====== GIVEN INFORMATION
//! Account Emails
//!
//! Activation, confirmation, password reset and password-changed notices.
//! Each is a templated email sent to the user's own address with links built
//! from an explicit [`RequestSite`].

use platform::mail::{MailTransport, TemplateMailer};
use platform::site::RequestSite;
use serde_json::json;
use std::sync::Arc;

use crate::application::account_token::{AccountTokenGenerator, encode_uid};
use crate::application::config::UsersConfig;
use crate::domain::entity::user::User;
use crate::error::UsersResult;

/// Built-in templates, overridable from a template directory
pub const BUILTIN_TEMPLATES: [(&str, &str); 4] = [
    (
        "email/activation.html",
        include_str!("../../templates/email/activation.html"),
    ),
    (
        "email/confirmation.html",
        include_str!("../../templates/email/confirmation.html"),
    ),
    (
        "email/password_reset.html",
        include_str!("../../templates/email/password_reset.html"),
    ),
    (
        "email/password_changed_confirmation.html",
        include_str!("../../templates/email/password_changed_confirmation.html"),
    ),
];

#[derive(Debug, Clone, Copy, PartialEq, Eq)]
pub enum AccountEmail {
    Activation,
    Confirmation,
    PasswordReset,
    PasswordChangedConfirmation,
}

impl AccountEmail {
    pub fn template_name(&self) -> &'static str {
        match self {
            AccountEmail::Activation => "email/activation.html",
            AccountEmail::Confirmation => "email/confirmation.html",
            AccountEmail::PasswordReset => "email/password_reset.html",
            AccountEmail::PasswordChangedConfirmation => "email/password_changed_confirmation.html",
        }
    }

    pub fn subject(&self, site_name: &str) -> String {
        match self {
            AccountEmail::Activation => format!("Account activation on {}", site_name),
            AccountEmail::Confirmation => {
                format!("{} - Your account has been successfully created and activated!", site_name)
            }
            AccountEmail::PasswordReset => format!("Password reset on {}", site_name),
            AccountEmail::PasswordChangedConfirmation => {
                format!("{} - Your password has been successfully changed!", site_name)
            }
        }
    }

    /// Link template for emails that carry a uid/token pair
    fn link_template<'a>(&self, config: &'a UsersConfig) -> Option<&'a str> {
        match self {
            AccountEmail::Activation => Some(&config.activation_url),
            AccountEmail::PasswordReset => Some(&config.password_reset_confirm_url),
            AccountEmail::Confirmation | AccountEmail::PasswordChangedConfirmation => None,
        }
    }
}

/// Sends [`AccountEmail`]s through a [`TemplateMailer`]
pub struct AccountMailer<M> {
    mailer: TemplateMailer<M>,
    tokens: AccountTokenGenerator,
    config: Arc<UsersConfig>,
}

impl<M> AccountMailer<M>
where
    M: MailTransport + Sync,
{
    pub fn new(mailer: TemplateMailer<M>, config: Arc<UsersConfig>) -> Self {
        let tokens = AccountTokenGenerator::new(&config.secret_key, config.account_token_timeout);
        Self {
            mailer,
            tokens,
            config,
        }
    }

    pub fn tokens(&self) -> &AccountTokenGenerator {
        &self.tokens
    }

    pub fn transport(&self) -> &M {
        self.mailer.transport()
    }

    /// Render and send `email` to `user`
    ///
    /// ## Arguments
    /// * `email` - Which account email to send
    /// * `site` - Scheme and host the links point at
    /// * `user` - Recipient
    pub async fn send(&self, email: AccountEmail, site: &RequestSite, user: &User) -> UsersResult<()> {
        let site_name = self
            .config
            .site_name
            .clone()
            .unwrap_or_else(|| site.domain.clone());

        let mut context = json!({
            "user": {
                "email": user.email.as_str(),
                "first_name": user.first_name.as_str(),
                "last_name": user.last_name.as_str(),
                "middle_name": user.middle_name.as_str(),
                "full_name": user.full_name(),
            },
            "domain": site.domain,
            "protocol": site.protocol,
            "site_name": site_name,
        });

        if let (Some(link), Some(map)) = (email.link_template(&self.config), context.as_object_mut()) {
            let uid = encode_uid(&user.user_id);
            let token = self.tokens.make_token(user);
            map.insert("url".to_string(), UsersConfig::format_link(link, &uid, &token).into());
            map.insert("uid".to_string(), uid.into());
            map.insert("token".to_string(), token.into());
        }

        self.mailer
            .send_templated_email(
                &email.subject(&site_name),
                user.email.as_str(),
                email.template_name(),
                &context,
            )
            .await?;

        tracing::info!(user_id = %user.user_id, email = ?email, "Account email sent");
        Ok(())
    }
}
============
WHAT IS REQUIRED: Return all lines in the entries above that carry the word "PasswordChangedConfirmation".

RESULT OF THE EXERCISE:
    PasswordChangedConfirmation,
            AccountEmail::PasswordChangedConfirmation => "email/password_changed_confirmation.html",
            AccountEmail::PasswordChangedConfirmation => {
            AccountEmail::Confirmation | AccountEmail::PasswordChangedConfirmation => None,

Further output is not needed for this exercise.